Collected data entries
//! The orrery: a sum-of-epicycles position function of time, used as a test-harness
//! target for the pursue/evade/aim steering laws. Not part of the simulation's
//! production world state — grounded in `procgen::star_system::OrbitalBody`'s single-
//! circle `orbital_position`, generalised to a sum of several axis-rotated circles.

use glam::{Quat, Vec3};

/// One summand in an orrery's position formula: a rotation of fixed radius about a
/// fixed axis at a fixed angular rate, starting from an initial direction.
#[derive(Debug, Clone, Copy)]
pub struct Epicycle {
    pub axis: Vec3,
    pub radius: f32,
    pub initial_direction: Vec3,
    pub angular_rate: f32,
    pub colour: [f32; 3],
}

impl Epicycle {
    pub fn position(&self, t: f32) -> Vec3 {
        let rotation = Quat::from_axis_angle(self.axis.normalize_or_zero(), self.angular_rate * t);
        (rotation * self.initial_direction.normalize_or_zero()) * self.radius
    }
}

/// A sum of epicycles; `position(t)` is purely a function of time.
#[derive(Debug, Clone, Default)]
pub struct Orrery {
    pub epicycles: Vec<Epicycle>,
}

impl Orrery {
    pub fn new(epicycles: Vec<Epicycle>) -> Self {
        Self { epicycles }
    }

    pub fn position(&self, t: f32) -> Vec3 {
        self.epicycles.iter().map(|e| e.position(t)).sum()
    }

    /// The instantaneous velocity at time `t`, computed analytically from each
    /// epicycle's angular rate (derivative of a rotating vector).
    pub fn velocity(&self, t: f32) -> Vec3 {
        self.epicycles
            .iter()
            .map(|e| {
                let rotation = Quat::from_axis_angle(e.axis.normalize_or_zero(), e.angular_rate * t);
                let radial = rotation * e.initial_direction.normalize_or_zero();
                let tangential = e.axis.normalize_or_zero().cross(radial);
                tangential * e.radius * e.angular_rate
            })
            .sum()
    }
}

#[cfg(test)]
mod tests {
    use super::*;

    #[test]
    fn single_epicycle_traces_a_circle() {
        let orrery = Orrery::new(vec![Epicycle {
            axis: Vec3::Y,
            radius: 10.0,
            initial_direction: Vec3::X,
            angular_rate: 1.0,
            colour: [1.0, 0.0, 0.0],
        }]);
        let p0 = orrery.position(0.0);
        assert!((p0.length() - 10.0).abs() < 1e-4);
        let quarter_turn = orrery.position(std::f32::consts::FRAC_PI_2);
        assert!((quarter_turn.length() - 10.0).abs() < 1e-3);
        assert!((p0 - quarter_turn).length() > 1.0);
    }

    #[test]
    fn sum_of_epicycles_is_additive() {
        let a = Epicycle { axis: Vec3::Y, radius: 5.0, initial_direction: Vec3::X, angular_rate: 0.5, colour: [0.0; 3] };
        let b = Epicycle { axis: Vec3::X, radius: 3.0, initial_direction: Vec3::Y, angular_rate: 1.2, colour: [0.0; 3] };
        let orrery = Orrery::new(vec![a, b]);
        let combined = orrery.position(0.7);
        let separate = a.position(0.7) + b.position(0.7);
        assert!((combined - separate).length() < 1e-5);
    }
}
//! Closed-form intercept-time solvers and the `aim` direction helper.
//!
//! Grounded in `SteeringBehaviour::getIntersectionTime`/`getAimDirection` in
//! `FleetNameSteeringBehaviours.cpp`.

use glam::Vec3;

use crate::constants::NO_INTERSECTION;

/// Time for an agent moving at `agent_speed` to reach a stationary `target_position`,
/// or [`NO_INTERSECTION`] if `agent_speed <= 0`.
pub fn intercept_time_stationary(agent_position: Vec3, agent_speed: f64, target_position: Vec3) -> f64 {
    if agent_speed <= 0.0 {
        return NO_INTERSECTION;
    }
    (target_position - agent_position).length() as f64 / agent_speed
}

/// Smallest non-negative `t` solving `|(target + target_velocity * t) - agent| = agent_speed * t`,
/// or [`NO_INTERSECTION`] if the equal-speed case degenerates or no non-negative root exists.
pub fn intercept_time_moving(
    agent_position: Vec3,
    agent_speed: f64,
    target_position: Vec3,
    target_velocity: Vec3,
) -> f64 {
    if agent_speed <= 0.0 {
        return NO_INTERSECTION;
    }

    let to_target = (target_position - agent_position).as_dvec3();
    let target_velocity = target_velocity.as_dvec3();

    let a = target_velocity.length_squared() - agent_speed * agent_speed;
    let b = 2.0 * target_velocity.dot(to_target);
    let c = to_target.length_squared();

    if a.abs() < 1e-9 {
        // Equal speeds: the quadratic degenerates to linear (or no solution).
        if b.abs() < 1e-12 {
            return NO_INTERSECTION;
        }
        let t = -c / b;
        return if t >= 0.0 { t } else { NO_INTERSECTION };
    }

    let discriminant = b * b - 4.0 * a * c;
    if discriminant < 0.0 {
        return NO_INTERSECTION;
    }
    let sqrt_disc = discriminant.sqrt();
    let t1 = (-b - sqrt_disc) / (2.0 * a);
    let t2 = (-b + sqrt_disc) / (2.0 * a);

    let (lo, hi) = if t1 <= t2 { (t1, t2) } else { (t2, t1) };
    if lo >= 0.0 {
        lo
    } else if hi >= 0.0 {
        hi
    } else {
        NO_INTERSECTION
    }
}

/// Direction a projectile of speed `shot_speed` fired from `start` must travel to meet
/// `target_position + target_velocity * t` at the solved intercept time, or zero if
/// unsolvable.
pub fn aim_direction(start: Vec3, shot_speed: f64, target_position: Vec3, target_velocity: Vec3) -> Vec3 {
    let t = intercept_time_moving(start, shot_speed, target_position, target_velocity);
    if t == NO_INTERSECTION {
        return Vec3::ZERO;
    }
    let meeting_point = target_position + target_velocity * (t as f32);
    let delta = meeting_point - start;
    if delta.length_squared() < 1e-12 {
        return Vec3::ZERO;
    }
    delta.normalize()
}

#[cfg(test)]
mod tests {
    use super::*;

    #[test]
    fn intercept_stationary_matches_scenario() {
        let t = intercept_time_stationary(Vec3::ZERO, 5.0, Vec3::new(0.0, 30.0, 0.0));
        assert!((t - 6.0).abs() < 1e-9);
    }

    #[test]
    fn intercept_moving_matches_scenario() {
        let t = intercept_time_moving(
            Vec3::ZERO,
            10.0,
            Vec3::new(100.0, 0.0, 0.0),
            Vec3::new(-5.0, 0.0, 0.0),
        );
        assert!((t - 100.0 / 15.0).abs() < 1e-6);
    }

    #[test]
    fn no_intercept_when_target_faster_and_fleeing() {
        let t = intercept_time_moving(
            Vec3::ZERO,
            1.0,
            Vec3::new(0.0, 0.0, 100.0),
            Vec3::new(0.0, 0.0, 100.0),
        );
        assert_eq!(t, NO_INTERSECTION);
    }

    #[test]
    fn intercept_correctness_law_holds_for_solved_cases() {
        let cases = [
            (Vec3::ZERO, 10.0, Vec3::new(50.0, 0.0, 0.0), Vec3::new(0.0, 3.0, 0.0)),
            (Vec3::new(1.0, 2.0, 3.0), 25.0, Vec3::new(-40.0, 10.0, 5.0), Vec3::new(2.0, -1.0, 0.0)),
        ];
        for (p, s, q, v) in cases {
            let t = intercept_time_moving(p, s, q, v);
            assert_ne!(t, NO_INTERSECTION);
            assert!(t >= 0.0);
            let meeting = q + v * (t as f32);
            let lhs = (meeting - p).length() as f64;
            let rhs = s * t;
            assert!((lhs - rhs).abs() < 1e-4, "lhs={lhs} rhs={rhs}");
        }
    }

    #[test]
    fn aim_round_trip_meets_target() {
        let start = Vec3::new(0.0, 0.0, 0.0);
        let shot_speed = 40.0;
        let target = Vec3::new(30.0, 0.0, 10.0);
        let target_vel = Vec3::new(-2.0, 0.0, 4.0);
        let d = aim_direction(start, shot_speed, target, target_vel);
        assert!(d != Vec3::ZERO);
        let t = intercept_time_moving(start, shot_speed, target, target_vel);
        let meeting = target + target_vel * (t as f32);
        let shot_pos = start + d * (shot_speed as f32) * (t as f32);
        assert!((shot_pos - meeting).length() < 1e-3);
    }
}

**Exercise aim**
All that is wanted is a faithful reproduction of the line above with "Closed-form intercept-time solvers", the line with "if a.abs() <", and every line in between.

**Reply**
//! Closed-form intercept-time solvers and the `aim` direction helper.
//!
//! Grounded in `SteeringBehaviour::getIntersectionTime`/`getAimDirection` in
//! `FleetNameSteeringBehaviours.cpp`.

use glam::Vec3;

use crate::constants::NO_INTERSECTION;

/// Time for an agent moving at `agent_speed` to reach a stationary `target_position`,
/// or [`NO_INTERSECTION`] if `agent_speed <= 0`.
pub fn intercept_time_stationary(agent_position: Vec3, agent_speed: f64, target_position: Vec3) -> f64 {
    if agent_speed <= 0.0 {
        return NO_INTERSECTION;
    }
    (target_position - agent_position).length() as f64 / agent_speed
}

/// Smallest non-negative `t` solving `|(target + target_velocity * t) - agent| = agent_speed * t`,
/// or [`NO_INTERSECTION`] if the equal-speed case degenerates or no non-negative root exists.
pub fn intercept_time_moving(
    agent_position: Vec3,
    agent_speed: f64,
    target_position: Vec3,
    target_velocity: Vec3,
) -> f64 {
    if agent_speed <= 0.0 {
        return NO_INTERSECTION;
    }

    let to_target = (target_position - agent_position).as_dvec3();
    let target_velocity = target_velocity.as_dvec3();

    let a = target_velocity.length_squared() - agent_speed * agent_speed;
    let b = 2.0 * target_velocity.dot(to_target);
    let c = to_target.length_squared();

    if a.abs() < 1e-9 {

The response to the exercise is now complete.